Photographer Unknown. Courtesy of the Detroit Public Library

PPEH is pleased to co-sponsor "Visualizing Extinction," a public talk at Slought by Joshua Schuster that explores the literary, philosophical, and psychological implications of the extinction of animals. Scattered across various archives are drawings, photographs, and taxidermies of last animals collected over the past two centuries, remnant images of a final animal before its extinction. About the same time as scientific knowledge of extinction was confirmed in the first decades of the nineteenth century and after, the technology of photography began to be used to document extinction. By the late nineteenth century, new developments in photography also allowed for cameras to capture moving animals in the wild.

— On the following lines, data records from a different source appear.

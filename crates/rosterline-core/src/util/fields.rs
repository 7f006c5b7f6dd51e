//! Alias-field lookup.
//!
//! Every concept in an upstream record (an employee's id, a start date, a
//! job code) can arrive under several spellings. Callers describe a concept
//! as an ordered slice of candidate keys and resolve it with one of the
//! helpers here instead of branching at every call site.
//!
//! A key containing `.` is treated as a path into nested objects, so
//! `"job.code"` finds `{"job": {"code": "J1"}}`.
//!
//! # Example
//!
//! ```
//! use rosterline_core::util::fields::{first_defined, first_text};
//! use serde_json::json;
//!
//! let record = json!({"employeeId": 0, "name": "", "job": {"code": "J1"}});
//! let map = record.as_object().unwrap();
//!
//! assert_eq!(first_defined(map, &["employee_id", "employeeId"]), Some(&json!(0)));
//! assert_eq!(first_text(map, &["name", "job.code"]), Some("J1".to_string()));
//! ```

use serde_json::{Map, Value};

use super::coerce::{is_truthy, to_text};

/// An ordered list of candidate keys for one concept.
pub type Aliases = &'static [&'static str];

/// Look up a single key, following `.`-separated paths into nested objects.
///
/// An exact key match wins over a path interpretation.
pub fn lookup<'a>(map: &'a Map<String, Value>, key: &str) -> Option<&'a Value> {
    if let Some(value) = map.get(key) {
        return Some(value);
    }
    if !key.contains('.') {
        return None;
    }

    let mut parts = key.split('.');
    let mut current = map.get(parts.next()?)?;
    for part in parts {
        current = current.as_object()?.get(part)?;
    }
    Some(current)
}

/// Return the first alias whose value is present and not `null`.
///
/// Falsy-but-defined values such as `0`, `false` and `""` are returned.
pub fn first_defined<'a>(map: &'a Map<String, Value>, keys: &[&str]) -> Option<&'a Value> {
    keys.iter()
        .filter_map(|key| lookup(map, key))
        .find(|value| !value.is_null())
}

/// Return the first alias whose value is populated (see [`is_truthy`]).
pub fn first_truthy<'a>(map: &'a Map<String, Value>, keys: &[&str]) -> Option<&'a Value> {
    keys.iter()
        .filter_map(|key| lookup(map, key))
        .find(|value| is_truthy(value))
}

/// Return the first populated alias rendered as display text.
///
/// Values that render to nothing (an empty array) are passed over, so a
/// returned string is never empty.
pub fn first_text(map: &Map<String, Value>, keys: &[&str]) -> Option<String> {
    keys.iter()
        .filter_map(|key| lookup(map, key))
        .filter(|value| is_truthy(value))
        .map(to_text)
        .find(|text| !text.is_empty())
}

/// Check whether any alias is populated.
pub fn any_truthy(map: &Map<String, Value>, keys: &[&str]) -> bool {
    first_truthy(map, keys).is_some()
}

/// Return the first alias holding a JSON array.
pub fn first_array<'a>(map: &'a Map<String, Value>, keys: &[&str]) -> Option<&'a Vec<Value>> {
    keys.iter()
        .filter_map(|key| lookup(map, key))
        .find_map(Value::as_array)
}
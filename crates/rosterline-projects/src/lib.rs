//! Project-key resolution for Rosterline timecards.
//!
//! Every timecard row is reduced to one human-readable key naming what its
//! hours were charged against. See [`resolver`] for the tier order.
//!
//! # Modules
//!
//! - [`resolver`]: Tiered project-key resolution
//! - [`summary`]: Hour totals grouped by project key

pub mod resolver;
pub mod summary;


pub use resolver::{
    ProjectTier, UNKNOWN_PROJECT, resolve_optional, resolve_project_key, resolve_with_tier,
};
pub use summary::{ProjectHours, row_hours, summarize_hours};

But what does it mean to photograph extinction or to collect extinct animal specimens in a museum for visual display?

As images indexing extinction accumulated in the twentieth century, public consciousness around animal extinction and human extinction underwent dramatic reevaluation. In recent decades, photographers have taken on specific projects to photograph and document last animals in the time of what is being called "the sixth mass extinction" in the history of the earth. However, some artists have been pushing back against the dominance of last animal imagery in visualizing extinction. Instead, a new wave of visual imagery is stressing how the visual iconography of lastness can be reworked into new images that challenge presuppositions of the inevitability of extinction.

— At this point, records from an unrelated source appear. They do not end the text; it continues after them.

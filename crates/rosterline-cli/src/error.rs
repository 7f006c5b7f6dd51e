//! Error types for rosterline-cli

use thiserror::Error;

/// Result type alias for rosterline-cli operations
pub type Result<T> = std::result::Result<T, Error>;

/// Errors that can occur in rosterline-cli
#[derive(Error, Debug)]
#[non_exhaustive]
pub enum Error {
    /// Error from rosterline-core
    #[error("Core error: {0}")]
    Core(#[from] rosterline_core::Error),

    /// Config file could not be parsed
    #[error("TOML parse error: {0}")]
    TomlParse(#[from] toml::de::Error),

    /// Config could not be serialized
    #[error("TOML serialize error: {0}")]
    TomlSerialize(#[from] toml::ser::Error),

    /// Output could not be serialized
    #[error("JSON error: {0}")]
    Json(#[from] serde_json::Error),
}

impl Error {
    /// Creates a configuration error.
    pub fn config<S: Into<String>>(message: S) -> Self {
        Error::Core(rosterline_core::Error::config(message))
    }

    /// Creates an I/O error carrying the offending path.
    pub fn io_with_path(source: std::io::Error, path: impl AsRef<std::path::Path>) -> Self {
        Error::Core(rosterline_core::Error::io_with_path(source, path))
    }
}
//! Hour totals per project key.

use rosterline_core::util::coerce::to_number;
use rosterline_core::util::fields::{self, Aliases};
use rosterline_core::{PartialRecord, TimecardRow};
use serde::{Deserialize, Serialize};

use crate::resolver::resolve_project_key;

/// Hour-count aliases.
pub const HOURS_FIELDS: Aliases = &["hours", "total_hours", "totalHours", "hrs"];

/// Total hours charged to one project key.
#[derive(Debug, Clone, PartialEq, Serialize, Deserialize)]
pub struct ProjectHours {
    /// Resolved project key.
    pub project: String,
    /// Sum of hours across rows with this key.
    pub hours: f64,
    /// Number of rows with this key.
    pub rows: usize,
}

/// Hours recorded on a row; missing or non-numeric values count as zero.
pub fn row_hours(row: &TimecardRow) -> f64 {
    fields::first_defined(row.fields(), HOURS_FIELDS)
        .and_then(to_number)
        .unwrap_or(0.0)
}

/// Sum hours per project key, keeping keys in first-seen order.
pub fn summarize_hours(rows: &[TimecardRow]) -> Vec<ProjectHours> {
    let mut totals: Vec<ProjectHours> = Vec::new();
    for row in rows {
        let project = resolve_project_key(row);
        let hours = row_hours(row);
        match totals.iter_mut().find(|t| t.project == project) {
            Some(total) => {
                total.hours += hours;
                total.rows += 1;
            }
            None => totals.push(ProjectHours {
                project,
                hours,
                rows: 1,
            }),
        }
    }
    totals
}
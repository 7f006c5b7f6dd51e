//! `rosterline assignments`

use rosterline_timeline::{
    AssignmentRecord, EmployeeLane, extract_from_value, group_by_employee, sort_by_start,
};
use serde::Serialize;
use serde_json::Value;

/// How to shape the extracted assignments.
#[derive(Debug, Clone, Copy, Default)]
pub struct AssignmentOptions {
    /// Sort by start date.
    pub sorted: bool,
    /// Group into per-employee lanes.
    pub lanes: bool,
}

/// Output of the assignments command.
#[derive(Debug, Serialize)]
#[serde(untagged)]
pub enum AssignmentsOutput {
    /// One entry per assignment.
    Flat(Vec<AssignmentRecord>),
    /// One entry per employee.
    Lanes(Vec<EmployeeLane>),
}

/// Extract assignments from an employee payload.
pub fn run(payload: &Value, options: AssignmentOptions) -> AssignmentsOutput {
    let mut assignments = extract_from_value(payload);
    if options.sorted {
        assignments = sort_by_start(assignments);
    }
    tracing::info!(count = assignments.len(), "extracted assignments");

    if options.lanes {
        AssignmentsOutput::Lanes(group_by_employee(&assignments))
    } else {
        AssignmentsOutput::Flat(assignments)
    }
}
//! Domain errors for the Linguo requester client.

use serde::{Deserialize, Serialize};
use thiserror::Error;

/// Why a task fetch did not produce data.
///
/// Provider errors are opaque: whatever the provider reported is carried
/// through to the slot unchanged.
#[derive(Debug, Clone, PartialEq, Eq, Error, Serialize, Deserialize)]
#[serde(tag = "kind", content = "detail", rename_all = "snake_case")]
pub enum FetchError {
    #[error("{0}")]
    Provider(String),

    #[error("No completion received within {after_ms}ms")]
    TimedOut { after_ms: u64 },
}

impl FetchError {
    pub fn provider(message: impl Into<String>) -> Self {
        Self::Provider(message.into())
    }
}

/// Domain-level errors that can occur outside the fetch path.
#[derive(Debug, Error)]
pub enum DomainError {
    #[error("Invalid correlation key: {0}")]
    InvalidCorrelationKey(String),

    #[error("Invalid task status: {0}")]
    InvalidTaskStatus(String),

    #[error("Task not found: {0}")]
    TaskNotFound(u64),

    #[error("Invalid task fixture {path}: {reason}")]
    InvalidFixture { path: String, reason: String },

    #[error("Serialization error: {0}")]
    SerializationError(String),
}

pub type DomainResult<T> = Result<T, DomainError>;

impl From<serde_json::Error> for DomainError {
    fn from(err: serde_json::Error) -> Self {
        DomainError::SerializationError(err.to_string())
    }
}

impl From<serde_yaml::Error> for DomainError {
    fn from(err: serde_yaml::Error) -> Self {
        DomainError::SerializationError(err.to_string())
    }
}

Every encounter with an image of extinction thus presents a contradiction. Such images both make extinction visible yet question how it is possible to see extinction at all. Such images also are involved in visualizing the end of visualization. Looking at images of extinction raises a number of further questions: How is it possible to see something that has vanished? What kind of aesthetic responses are appropriate? Who takes these photographs and who keeps them? How should we look at these images in an ethical way yet also reflect on their violence? And what happens when these same visual tropes and ethical concerns are applied to photographs of humans undergoing extinction events?


Joshua Schuster is Associate Professor in English and Writing Studies at Western University. His research focuses on American Literature, poetics, and environmental ideas. His book Ecology of Modernism: American Environments and Avant-Garde Poetics (2015), explores modernist American literature and music in relation to environmental problems of the era between 1900-1950.